While wildfires in the Western U.S. continue to rage, satellite observations over the last 20 years have revealed a decreasing trend in global wildfires. What’s going on?
As strong winds and hot air continue to propel wildfires across the Western U.S. states of California, Oregon, and Washington state, politicians, activists, and researchers quarrel violently about the main causes of these disasters and how to reduce the risk of wildfires in the future.
There can be little doubt that drought conditions and high temperatures are exacerbating these wildfires.
However, over recent decades human activities such as land management and agriculture, increasing population density and active fire suppression have succeeded in significantly reducing the global areas burned by wildfires, despite the rise in global temperatures.
To understand why some arid and semi-arid regions of the world have managed to reduce wildfires in the face of rising temperatures, such as Mediterranean Europe, while other regions haven’t succeeded to do so, will be crucial to risk reduction policies.
Below we have selected recent research papers, based on satellite observations, which reveal the decreasing trend in global wildfires and the most likely reasons for these encouraging developments.
Global trends in wildfire and its impacts: perceptions versus realities in a changing world
Abstract: Wildfire has been an important process affecting the Earth’s surface and atmosphere for over 350 million years and human societies have coexisted with fire since their emergence. Yet many consider wildfire as an accelerating problem, with widely held perceptions both in the media and scientific papers of increasing fire occurrence, severity, and resulting losses. However, important exceptions aside, the quantitative evidence available does not support these perceived overall trends.
Instead, global area burned appears to have overall declined over past decades, and there is increasing evidence that there is less fire in the global landscape today than centuries ago. Regarding fire severity, limited data are available. For the western USA, they indicate little change overall, and also that area burned at high severity has overall declined compared to pre-European settlement. Direct fatalities from fire and economic losses also show no clear trends over the past three decades.
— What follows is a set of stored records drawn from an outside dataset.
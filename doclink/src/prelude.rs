//! Convenient re-exports of commonly used types from doclink.
//!
//! Import this prelude module to quickly access the most frequently used types
//! and traits without needing to import from multiple sub-modules:
//!
//! ```ignore
//! use doclink::prelude::*;
//! ```

pub use doclink_core::{
    backend::{CollectionBackend, FindOptions, StoreBackend, StoreBackendBuilder},
    collection::{Collection, CollectionRegistry},
    config::StoreConfig,
    document::{Model, ModelExt},
    entity::{Entity, EntityBuilder},
    error::{DocumentStoreError, DocumentStoreResult},
    query::{Cursor, LogicalKind, OperatorKind, Query, SortDirection},
    reference::Reference,
    store::DocumentStore,
    value::{Fields, Pattern, Timestamp, TimeZone, Value},
};
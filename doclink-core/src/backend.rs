//! Storage backend abstraction.
//!
//! These traits describe what the mapping layer needs from a database driver.
//! A [`StoreBackend`] hands out [`CollectionBackend`] handles by name and runs
//! database commands; a collection handle executes filter documents produced
//! by [`Query`](crate::query::Query) and the writes issued by
//! [`Entity`](crate::entity::Entity).
//!
//! Implementations must be thread-safe (`Send + Sync`). Connection handling,
//! retries, timeouts and cancellation are entirely their concern; errors they
//! return are propagated to callers unchanged.
//!
//! # Examples
//!
//! ```ignore
//! use doclink::backend::StoreBackend;
//! use bson::doc;
//!
//! let users = backend.collection("users");
//! let id = users.insert(doc! { "name": "Alice", "age": 30 }).await?;
//! let found = users.find_one(doc! { "_id": id }, FindOptions::default()).await?;
//! # Ok::<(), Box<dyn std::error::Error>>(())
//! ```

use async_trait::async_trait;
use bson::{Document, oid::ObjectId};
use std::{fmt::Debug, sync::Arc};

use crate::error::DocumentStoreResult;

/// Options applied to a `find` before iteration begins.
///
/// Every field is optional; `None` leaves the backend default in place.
#[derive(Debug, Clone, Default, PartialEq)]
pub struct FindOptions {
    /// Sort specification, `{field: 1 | -1}`.
    pub sort: Option<Document>,
    /// Projection, `{field: 0}` for exclusion or `{field: {"$slice": spec}}`.
    pub projection: Option<Document>,
    /// Maximum number of documents to return.
    pub limit: Option<u64>,
    /// Number of documents to skip.
    pub skip: Option<u64>,
}

/// A handle to a single named collection.
///
/// Handles are created by [`StoreBackend::collection`] and cached by
/// [`CollectionRegistry`](crate::collection::CollectionRegistry).
#[async_trait]
pub trait CollectionBackend: Send + Sync + Debug {
    /// Returns the name of the collection this handle is bound to.
    fn name(&self) -> &str;

    /// Returns all documents matching `filter`, honoring sort, projection, skip and limit.
    async fn find(&self, filter: Document, options: FindOptions) -> DocumentStoreResult<Vec<Document>>;

    /// Returns the first document matching `filter`, or `None`.
    async fn find_one(
        &self,
        filter: Document,
        options: FindOptions,
    ) -> DocumentStoreResult<Option<Document>>;

    /// Counts documents matching `filter`, bounded by `limit` and `skip` when given.
    async fn count(
        &self,
        filter: Document,
        limit: Option<u64>,
        skip: Option<u64>,
    ) -> DocumentStoreResult<u64>;

    /// Inserts a document and returns its identifier.
    ///
    /// If the document carries no `_id`, the backend generates one.
    async fn insert(&self, document: Document) -> DocumentStoreResult<ObjectId>;

    /// Replaces the first document matching `filter` with `document`.
    ///
    /// Returns `false` when nothing matched, which callers treat as a failed write.
    async fn update(&self, filter: Document, document: Document) -> DocumentStoreResult<bool>;

    /// Removes all (or just one) documents matching `filter`.
    ///
    /// Returns `true` once the backend acknowledged the removal, whether or not
    /// anything matched.
    async fn remove(&self, filter: Document, just_one: bool) -> DocumentStoreResult<bool>;

    /// Drops the collection and all of its documents.
    async fn drop(&self) -> DocumentStoreResult<()>;
}

/// Abstract interface for a database connection.
#[async_trait]
pub trait StoreBackend: Send + Sync + Debug {
    /// Creates a handle for the named collection.
    ///
    /// This is not expected to be cheap or cached; the registry takes care of reuse.
    fn collection(&self, name: &str) -> Arc<dyn CollectionBackend>;

    /// Runs a database command against the selected database.
    async fn run_command(&self, command: Document) -> DocumentStoreResult<Document>;

    /// Lists the names of all collections in the selected database.
    async fn list_collections(&self) -> DocumentStoreResult<Vec<String>>;

    /// Cleanly shuts down the backend, releasing all resources.
    ///
    /// The default implementation is a no-op.
    async fn shutdown(&self) -> DocumentStoreResult<()> {
        Ok(())
    }
}

#[async_trait]
impl<B> StoreBackend for Arc<B>
where
    B: StoreBackend + ?Sized,
{
    fn collection(&self, name: &str) -> Arc<dyn CollectionBackend> {
        (**self).collection(name)
    }

    async fn run_command(&self, command: Document) -> DocumentStoreResult<Document> {
        (**self).run_command(command).await
    }

    async fn list_collections(&self) -> DocumentStoreResult<Vec<String>> {
        (**self).list_collections().await
    }

    async fn shutdown(&self) -> DocumentStoreResult<()> {
        (**self).shutdown().await
    }
}

/// Factory trait for creating backend instances.
#[async_trait]
pub trait StoreBackendBuilder {
    type Backend: StoreBackend;

    async fn build(self) -> DocumentStoreResult<Self::Backend>;
}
Trends in indirect impacts, such as health problems from smoke or disruption to social functioning, remain insufficiently quantified to be examined. Global predictions for increased fire under a warming climate highlight the already urgent need for a more sustainable coexistence with fire. The data evaluation presented here aims to contribute to this by reducing misconceptions and facilitating a more informed understanding of the realities of global fire.
A human-driven decline in global burned area
Abstract: Fire is an essential Earth System process that alters ecosystem and atmospheric composition. Here we assessed long-term fire trends using multiple satellite datasets. We found that global burned area declined by 24.3 ± 8.8% over the past 18 years.
The estimated decrease in burned area remained robust after adjusting for precipitation variability and was largest in savannas. Agricultural expansion and intensification were primary drivers of declining fire activity. Fewer and smaller fires reduced aerosol concentrations, modified vegetation structure, and increased the magnitude of the terrestrial carbon sink.
Fire models were unable to reproduce the pattern and magnitude of observed declines, suggesting they may overestimate fire emissions in future projections. Using economic and demographic variables, we developed a conceptual model for predicting fire in human-dominated landscapes.